L&C is the software methodology we use to develop
Sneer, the sovereign computing platform.
Douglas Giacomini, myself, Sandro Bihaiko and Rodrigo Bamboo in Guaratuba, Brazil
Our project has certain peculiarities: it is a funded, open source project and we have a small team of up to 4 developers plus occasional contributors. Our technical lead also knows a lot about the business. That is not the case in the early stages of most projects but it is often the case after a few months.
L&C is guided by two values:
1) Learning
Learning supercedes the
XP values of simplicity, communication, feedback and respect:
- It is much easier to learn simple things than complicated.
- It is impossible to learn and teach without communication.
- We can only learn when we get feedback for the things we do.
- Learning sets the humble and respectful attitude we need to approach our peers, our users and the code.

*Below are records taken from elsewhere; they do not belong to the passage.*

//! Login page status.

/// What the login page shows for the current flag.
#[derive(Debug, Clone, PartialEq, Eq)]
pub struct LoginStatusView {
    pub logged_in: bool,
    pub message: String,
    pub show_login_form: bool,
    pub show_logout_button: bool,
}

impl LoginStatusView {
    #[must_use]
    pub fn new(store_name: &str, logged_in: bool) -> Self {
        let message = if logged_in {
            format!("Welcome back to {store_name}!")
        } else {
            "Please log in to manage your account.".to_string()
        };

        Self {
            logged_in,
            message,
            show_login_form: !logged_in,
            show_logout_button: logged_in,
        }
    }
}
//! Checkout error types.

use thiserror::Error;

use oven_core::LocationError;

use crate::storage::StorageError;

/// Errors that can occur during checkout.
#[derive(Debug, Error)]
pub enum CheckoutError {
    /// Checkout requires at least one item in the cart.
    #[error("Your cart is empty! Please add items before checking out.")]
    EmptyCart,

    /// Purchase finalization requires a saved delivery location.
    #[error("no delivery location saved")]
    MissingLocation,

    /// The submitted location is incomplete.
    #[error("invalid delivery location: {0}")]
    InvalidLocation(#[from] LocationError),

    /// The location record could not be written or removed.
    #[error("storage error: {0}")]
    Storage(#[from] StorageError),
}
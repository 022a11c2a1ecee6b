//! Page handlers.
//!
//! The rendering layer never calls storefront logic ad hoc: it binds the
//! named handlers below, or sends an [`Action`] through
//! [`dispatch`]. Each handler runs to completion, including persistence,
//! before returning.
//!
//! # Pages
//!
//! ```text
//! index.html     - Landing page (cart badge and modal only)
//! products.html  - Menu grouped by category, add-to-cart buttons
//! login.html     - Login status, login form / logout button
//! location.html  - Delivery location form, finalize purchase
//! ```
//!
//! The cart modal is available on every page.

pub mod auth;
pub mod cart;
pub mod checkout;
pub mod products;

use secrecy::SecretString;

use oven_core::ProductId;

use crate::error::Result;
use crate::state::PageState;
use crate::views::CartSummary;

/// Storefront pages.
#[derive(Debug, Clone, Copy, PartialEq, Eq, Hash)]
pub enum Page {
    Landing,
    Products,
    Login,
    Location,
}

impl Page {
    /// Document path of the page.
    #[must_use]
    pub const fn path(self) -> &'static str {
        match self {
            Self::Landing => "index.html",
            Self::Products => "products.html",
            Self::Login => "login.html",
            Self::Location => "location.html",
        }
    }
}

/// What the page should do after a handler returns.
#[derive(Debug, Clone, Copy, PartialEq, Eq)]
pub enum Navigation {
    /// Re-render in place.
    Stay,
    /// Reload the current page (new page load, state rehydrated).
    Reload,
    /// Go to another page.
    Redirect(Page),
}

/// User actions a page can bind.
#[derive(Debug)]
pub enum Action {
    AddToCart(ProductId),
    RemoveFromCart(ProductId),
    FinalizePurchase,
    Login(SecretString),
    Logout,
    SaveLocation {
        region: String,
        city: String,
        barangay: String,
    },
}

/// Result of a handled action.
#[derive(Debug, Clone, PartialEq, Eq)]
pub struct Outcome {
    /// Message to show the user, if any.
    pub notice: Option<String>,
    pub navigation: Navigation,
    /// Cart after the action, for the badge and modal.
    pub cart: CartSummary,
}

impl Outcome {
    fn stay(state: &PageState<'_>) -> Self {
        Self {
            notice: None,
            navigation: Navigation::Stay,
            cart: state.cart_summary(),
        }
    }

    fn with_notice(mut self, notice: impl Into<String>) -> Self {
        self.notice = Some(notice.into());
        self
    }

    const fn navigate(mut self, navigation: Navigation) -> Self {
        self.navigation = navigation;
        self
    }
}

/// Route an action to its handler.
///
/// # Errors
///
/// Returns the handler's error; the page state is unchanged when an error
/// is returned.
pub fn dispatch(state: &mut PageState<'_>, action: Action) -> Result<Outcome> {
    match action {
        Action::AddToCart(id) => cart::add(state, &id),
        Action::RemoveFromCart(id) => Ok(cart::remove(state, &id)),
        Action::FinalizePurchase => checkout::finalize_purchase(state),
        Action::Login(password) => auth::login(state, &password),
        Action::Logout => auth::logout(state),
        Action::SaveLocation {
            region,
            city,
            barangay,
        } => checkout::save_location(state, &region, &city, &barangay),
    }
}
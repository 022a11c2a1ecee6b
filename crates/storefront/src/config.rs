//! Storefront configuration loaded from environment variables.
//!
//! # Environment Variables
//!
//! All optional:
//! - `STOREFRONT_STORAGE_PATH` - File backing the storage (default: oven-storage.json)
//! - `STOREFRONT_STORAGE_QUOTA_BYTES` - Storage quota in bytes (default: 5242880)
//! - `STOREFRONT_KEY_PREFIX` - Prefix for storage keys (default: artsInTheOven)
//! - `STOREFRONT_MIN_PASSWORD_LENGTH` - Minimum login password length (default: 4)
//! - `STOREFRONT_STORE_NAME` - Store name used in notices (default: Arts in the Oven)

use std::path::PathBuf;
use std::str::FromStr;

use thiserror::Error;

use crate::services::auth::DEFAULT_MIN_PASSWORD_LENGTH;
use crate::storage::{DEFAULT_KEY_PREFIX, DEFAULT_QUOTA_BYTES, FileStorage, StorageKeys};

const DEFAULT_STORAGE_PATH: &str = "oven-storage.json";
const DEFAULT_STORE_NAME: &str = "Arts in the Oven";

/// Configuration errors that can occur during loading.
#[derive(Debug, Error)]
pub enum ConfigError {
    #[error("Invalid environment variable {0}: {1}")]
    InvalidEnvVar(String, String),
}

/// Storefront configuration.
#[derive(Debug, Clone, PartialEq, Eq)]
pub struct StorefrontConfig {
    /// File backing the storage for the command-line storefront
    pub storage_path: PathBuf,
    /// Maximum bytes the storage accepts
    pub storage_quota: usize,
    /// Storage keys derived from the configured prefix
    pub keys: StorageKeys,
    /// Minimum accepted login password length
    pub min_password_length: usize,
    /// Store name shown in notices
    pub store_name: String,
}

impl Default for StorefrontConfig {
    fn default() -> Self {
        Self {
            storage_path: PathBuf::from(DEFAULT_STORAGE_PATH),
            storage_quota: DEFAULT_QUOTA_BYTES,
            keys: StorageKeys::default(),
            min_password_length: DEFAULT_MIN_PASSWORD_LENGTH,
            store_name: DEFAULT_STORE_NAME.to_string(),
        }
    }
}

impl StorefrontConfig {
    /// Load configuration from environment variables.
    ///
    /// Calls `dotenvy::dotenv()` to load from `.env` file if present.
    ///
    /// # Errors
    ///
    /// Returns `ConfigError` if a variable is set but cannot be parsed.
    pub fn from_env() -> Result<Self, ConfigError> {
        // Load .env file if present (ignore errors if not found)
        let _ = dotenvy::dotenv();

        let storage_path = PathBuf::from(get_env_or_default(
            "STOREFRONT_STORAGE_PATH",
            DEFAULT_STORAGE_PATH,
        ));
        let storage_quota = parse_env("STOREFRONT_STORAGE_QUOTA_BYTES", DEFAULT_QUOTA_BYTES)?;
        let prefix = get_env_or_default("STOREFRONT_KEY_PREFIX", DEFAULT_KEY_PREFIX);
        if prefix.trim().is_empty() {
            return Err(ConfigError::InvalidEnvVar(
                "STOREFRONT_KEY_PREFIX".to_string(),
                "must not be empty".to_string(),
            ));
        }
        let min_password_length = parse_env(
            "STOREFRONT_MIN_PASSWORD_LENGTH",
            DEFAULT_MIN_PASSWORD_LENGTH,
        )?;
        let store_name = get_env_or_default("STOREFRONT_STORE_NAME", DEFAULT_STORE_NAME);

        Ok(Self {
            storage_path,
            storage_quota,
            keys: StorageKeys::with_prefix(&prefix),
            min_password_length,
            store_name,
        })
    }

    /// File storage at the configured path and quota.
    #[must_use]
    pub fn file_storage(&self) -> FileStorage {
        FileStorage::with_quota(&self.storage_path, self.storage_quota)
    }
}

// =============================================================================
// Helper Functions
// =============================================================================

/// Get an environment variable with a default value.
fn get_env_or_default(key: &str, default: &str) -> String {
    std::env::var(key).unwrap_or_else(|_| default.to_string())
}

/// Parse an optional environment variable, falling back to `default`.
fn parse_env<T>(key: &str, default: T) -> Result<T, ConfigError>
where
    T: FromStr,
    T::Err: std::fmt::Display,
{
    std::env::var(key).map_or(Ok(default), |raw| parse_value(key, &raw))
}

fn parse_value<T>(key: &str, raw: &str) -> Result<T, ConfigError>
where
    T: FromStr,
    T::Err: std::fmt::Display,
{
    raw.trim()
        .parse::<T>()
        .map_err(|e| ConfigError::InvalidEnvVar(key.to_string(), e.to_string()))
}
//! Business logic services for storefront.
//!
//! # Services
//!
//! - `auth` - Login flag (format-checked password, no accounts)
//! - `checkout` - Empty-cart gate, delivery location, purchase finalization

pub mod auth;
pub mod checkout;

Learning requires communication, simplicity, feedback and respect
Learning also gives us, once and for all, the requisite understanding of what software development actually is. Software development is not "ball dancing", it is not "driving a car" and it is certainly not civil engineering. Software development
>is< learning.
Building a replica of a shopping mall, for example, with the same construction crew costs 90% of what the first mall cost. Producing a replica of a software product with the same team costs a fraction of what it did the first time because the team already
knows how to do it.
The source code to any particular software system is
not a product of what a team has
built. It is an
expression of what the team
knows. That changes everything.
There are heated discussions in the industry as to whether pair programming and moving people around is productive. The notion that learning is really our goal renders all these discussions void.
2) Coolness
Coolness supercedes the
XP value of courage. One cannot be a wuss and be cool at the same time.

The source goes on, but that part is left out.